[Items from a data source]
------------------------------------------------
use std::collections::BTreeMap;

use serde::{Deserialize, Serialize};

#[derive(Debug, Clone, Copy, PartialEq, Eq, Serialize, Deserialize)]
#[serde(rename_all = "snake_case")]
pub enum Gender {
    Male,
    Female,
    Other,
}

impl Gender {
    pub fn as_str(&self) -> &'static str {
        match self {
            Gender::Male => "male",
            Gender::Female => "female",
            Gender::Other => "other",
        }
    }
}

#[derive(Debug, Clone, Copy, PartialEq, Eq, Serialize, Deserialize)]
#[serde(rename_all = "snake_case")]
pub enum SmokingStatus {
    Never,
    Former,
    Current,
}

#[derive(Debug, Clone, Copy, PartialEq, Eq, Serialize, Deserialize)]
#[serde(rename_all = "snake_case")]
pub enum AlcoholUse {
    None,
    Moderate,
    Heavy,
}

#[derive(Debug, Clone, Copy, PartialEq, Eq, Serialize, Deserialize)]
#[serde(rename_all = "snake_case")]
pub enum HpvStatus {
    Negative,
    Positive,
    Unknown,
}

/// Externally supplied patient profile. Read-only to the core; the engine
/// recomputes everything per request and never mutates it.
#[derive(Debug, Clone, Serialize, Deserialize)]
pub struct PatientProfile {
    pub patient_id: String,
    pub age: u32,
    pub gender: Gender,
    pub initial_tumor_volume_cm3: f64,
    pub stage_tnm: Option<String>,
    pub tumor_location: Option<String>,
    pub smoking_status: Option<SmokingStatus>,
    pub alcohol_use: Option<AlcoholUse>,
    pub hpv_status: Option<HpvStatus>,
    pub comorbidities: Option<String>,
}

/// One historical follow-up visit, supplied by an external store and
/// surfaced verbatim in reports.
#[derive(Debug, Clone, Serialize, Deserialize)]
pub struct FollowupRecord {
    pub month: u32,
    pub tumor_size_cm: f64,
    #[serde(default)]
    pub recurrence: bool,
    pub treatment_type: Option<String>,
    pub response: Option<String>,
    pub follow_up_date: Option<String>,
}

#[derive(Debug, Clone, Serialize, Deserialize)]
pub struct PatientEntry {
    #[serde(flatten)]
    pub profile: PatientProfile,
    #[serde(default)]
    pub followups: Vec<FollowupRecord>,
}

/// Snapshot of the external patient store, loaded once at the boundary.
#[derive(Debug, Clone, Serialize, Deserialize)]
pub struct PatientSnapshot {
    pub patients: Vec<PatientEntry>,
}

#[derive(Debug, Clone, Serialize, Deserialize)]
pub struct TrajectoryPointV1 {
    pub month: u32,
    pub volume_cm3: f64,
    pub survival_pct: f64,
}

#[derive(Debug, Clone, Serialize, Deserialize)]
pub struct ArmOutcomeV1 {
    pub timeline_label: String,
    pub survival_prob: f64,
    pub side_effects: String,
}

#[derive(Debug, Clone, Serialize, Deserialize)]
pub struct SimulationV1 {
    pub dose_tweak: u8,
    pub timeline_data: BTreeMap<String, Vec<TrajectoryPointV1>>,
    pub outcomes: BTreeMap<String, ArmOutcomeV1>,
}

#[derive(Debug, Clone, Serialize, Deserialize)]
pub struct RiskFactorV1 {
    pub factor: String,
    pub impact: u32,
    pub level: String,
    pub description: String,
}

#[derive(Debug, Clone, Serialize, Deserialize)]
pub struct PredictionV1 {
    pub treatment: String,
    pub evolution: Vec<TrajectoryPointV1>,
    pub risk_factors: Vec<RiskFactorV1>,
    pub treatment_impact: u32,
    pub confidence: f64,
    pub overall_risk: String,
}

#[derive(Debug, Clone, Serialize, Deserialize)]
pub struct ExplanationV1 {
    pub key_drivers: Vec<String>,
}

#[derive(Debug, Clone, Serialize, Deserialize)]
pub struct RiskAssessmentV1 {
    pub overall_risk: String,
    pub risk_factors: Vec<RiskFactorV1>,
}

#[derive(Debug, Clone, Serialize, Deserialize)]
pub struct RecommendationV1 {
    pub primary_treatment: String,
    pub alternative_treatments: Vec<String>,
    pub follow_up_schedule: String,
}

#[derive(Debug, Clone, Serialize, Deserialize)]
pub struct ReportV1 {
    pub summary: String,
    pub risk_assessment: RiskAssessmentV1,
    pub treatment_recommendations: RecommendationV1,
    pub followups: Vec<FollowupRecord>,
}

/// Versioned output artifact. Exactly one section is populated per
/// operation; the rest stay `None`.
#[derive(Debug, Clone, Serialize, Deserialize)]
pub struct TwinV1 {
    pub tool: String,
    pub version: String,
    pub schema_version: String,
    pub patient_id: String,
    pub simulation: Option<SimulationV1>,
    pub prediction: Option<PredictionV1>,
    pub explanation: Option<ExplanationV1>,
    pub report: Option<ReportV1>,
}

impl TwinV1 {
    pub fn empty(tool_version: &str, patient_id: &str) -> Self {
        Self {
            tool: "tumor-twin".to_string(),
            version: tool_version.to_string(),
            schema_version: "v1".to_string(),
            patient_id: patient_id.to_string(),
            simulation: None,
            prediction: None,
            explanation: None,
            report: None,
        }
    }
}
------------------------------------------------
Your goal —
A full, exact copy of the entries is required. Return it.

Task solution —
use std::collections::BTreeMap;

use serde::{Deserialize, Serialize};

#[derive(Debug, Clone, Copy, PartialEq, Eq, Serialize, Deserialize)]
#[serde(rename_all = "snake_case")]
pub enum Gender {
    Male,
    Female,
    Other,
}

impl Gender {
    pub fn as_str(&self) -> &'static str {
        match self {
            Gender::Male => "male",
            Gender::Female => "female",
            Gender::Other => "other",
        }
    }
}

#[derive(Debug, Clone, Copy, PartialEq, Eq, Serialize, Deserialize)]
#[serde(rename_all = "snake_case")]
pub enum SmokingStatus {
    Never,
    Former,
    Current,
}

#[derive(Debug, Clone, Copy, PartialEq, Eq, Serialize, Deserialize)]
#[serde(rename_all = "snake_case")]
pub enum AlcoholUse {
    None,
    Moderate,
    Heavy,
}

#[derive(Debug, Clone, Copy, PartialEq, Eq, Serialize, Deserialize)]
#[serde(rename_all = "snake_case")]
pub enum HpvStatus {
    Negative,
    Positive,
    Unknown,
}

/// Externally supplied patient profile. Read-only to the core; the engine
/// recomputes everything per request and never mutates it.
#[derive(Debug, Clone, Serialize, Deserialize)]
pub struct PatientProfile {
    pub patient_id: String,
    pub age: u32,
    pub gender: Gender,
    pub initial_tumor_volume_cm3: f64,
    pub stage_tnm: Option<String>,
    pub tumor_location: Option<String>,
    pub smoking_status: Option<SmokingStatus>,
    pub alcohol_use: Option<AlcoholUse>,
    pub hpv_status: Option<HpvStatus>,
    pub comorbidities: Option<String>,
}

/// One historical follow-up visit, supplied by an external store and
/// surfaced verbatim in reports.
#[derive(Debug, Clone, Serialize, Deserialize)]
pub struct FollowupRecord {
    pub month: u32,
    pub tumor_size_cm: f64,
    #[serde(default)]
    pub recurrence: bool,
    pub treatment_type: Option<String>,
    pub response: Option<String>,
    pub follow_up_date: Option<String>,
}

#[derive(Debug, Clone, Serialize, Deserialize)]
pub struct PatientEntry {
    #[serde(flatten)]
    pub profile: PatientProfile,
    #[serde(default)]
    pub followups: Vec<FollowupRecord>,
}

/// Snapshot of the external patient store, loaded once at the boundary.
#[derive(Debug, Clone, Serialize, Deserialize)]
pub struct PatientSnapshot {
    pub patients: Vec<PatientEntry>,
}

#[derive(Debug, Clone, Serialize, Deserialize)]
pub struct TrajectoryPointV1 {
    pub month: u32,
    pub volume_cm3: f64,
    pub survival_pct: f64,
}

#[derive(Debug, Clone, Serialize, Deserialize)]
pub struct ArmOutcomeV1 {
    pub timeline_label: String,
    pub survival_prob: f64,
    pub side_effects: String,
}

#[derive(Debug, Clone, Serialize, Deserialize)]
pub struct SimulationV1 {
    pub dose_tweak: u8,
    pub timeline_data: BTreeMap<String, Vec<TrajectoryPointV1>>,
    pub outcomes: BTreeMap<String, ArmOutcomeV1>,
}

#[derive(Debug, Clone, Serialize, Deserialize)]
pub struct RiskFactorV1 {
    pub factor: String,
    pub impact: u32,
    pub level: String,
    pub description: String,
}

#[derive(Debug, Clone, Serialize, Deserialize)]
pub struct PredictionV1 {
    pub treatment: String,
    pub evolution: Vec<TrajectoryPointV1>,
    pub risk_factors: Vec<RiskFactorV1>,
    pub treatment_impact: u32,
    pub confidence: f64,
    pub overall_risk: String,
}

#[derive(Debug, Clone, Serialize, Deserialize)]
pub struct ExplanationV1 {
    pub key_drivers: Vec<String>,
}

#[derive(Debug, Clone, Serialize, Deserialize)]
pub struct RiskAssessmentV1 {
    pub overall_risk: String,
    pub risk_factors: Vec<RiskFactorV1>,
}

#[derive(Debug, Clone, Serialize, Deserialize)]
pub struct RecommendationV1 {
    pub primary_treatment: String,
    pub alternative_treatments: Vec<String>,
    pub follow_up_schedule: String,
}

#[derive(Debug, Clone, Serialize, Deserialize)]
pub struct ReportV1 {
    pub summary: String,
    pub risk_assessment: RiskAssessmentV1,
    pub treatment_recommendations: RecommendationV1,
    pub followups: Vec<FollowupRecord>,
}

/// Versioned output artifact. Exactly one section is populated per
/// operation; the rest stay `None`.
#[derive(Debug, Clone, Serialize, Deserialize)]
pub struct TwinV1 {
    pub tool: String,
    pub version: String,
    pub schema_version: String,
    pub patient_id: String,
    pub simulation: Option<SimulationV1>,
    pub prediction: Option<PredictionV1>,
    pub explanation: Option<ExplanationV1>,
    pub report: Option<ReportV1>,
}

impl TwinV1 {
    pub fn empty(tool_version: &str, patient_id: &str) -> Self {
        Self {
            tool: "tumor-twin".to_string(),
            version: tool_version.to_string(),
            schema_version: "v1".to_string(),
            patient_id: patient_id.to_string(),
            simulation: None,
            prediction: None,
            explanation: None,
            report: None,
        }
    }
}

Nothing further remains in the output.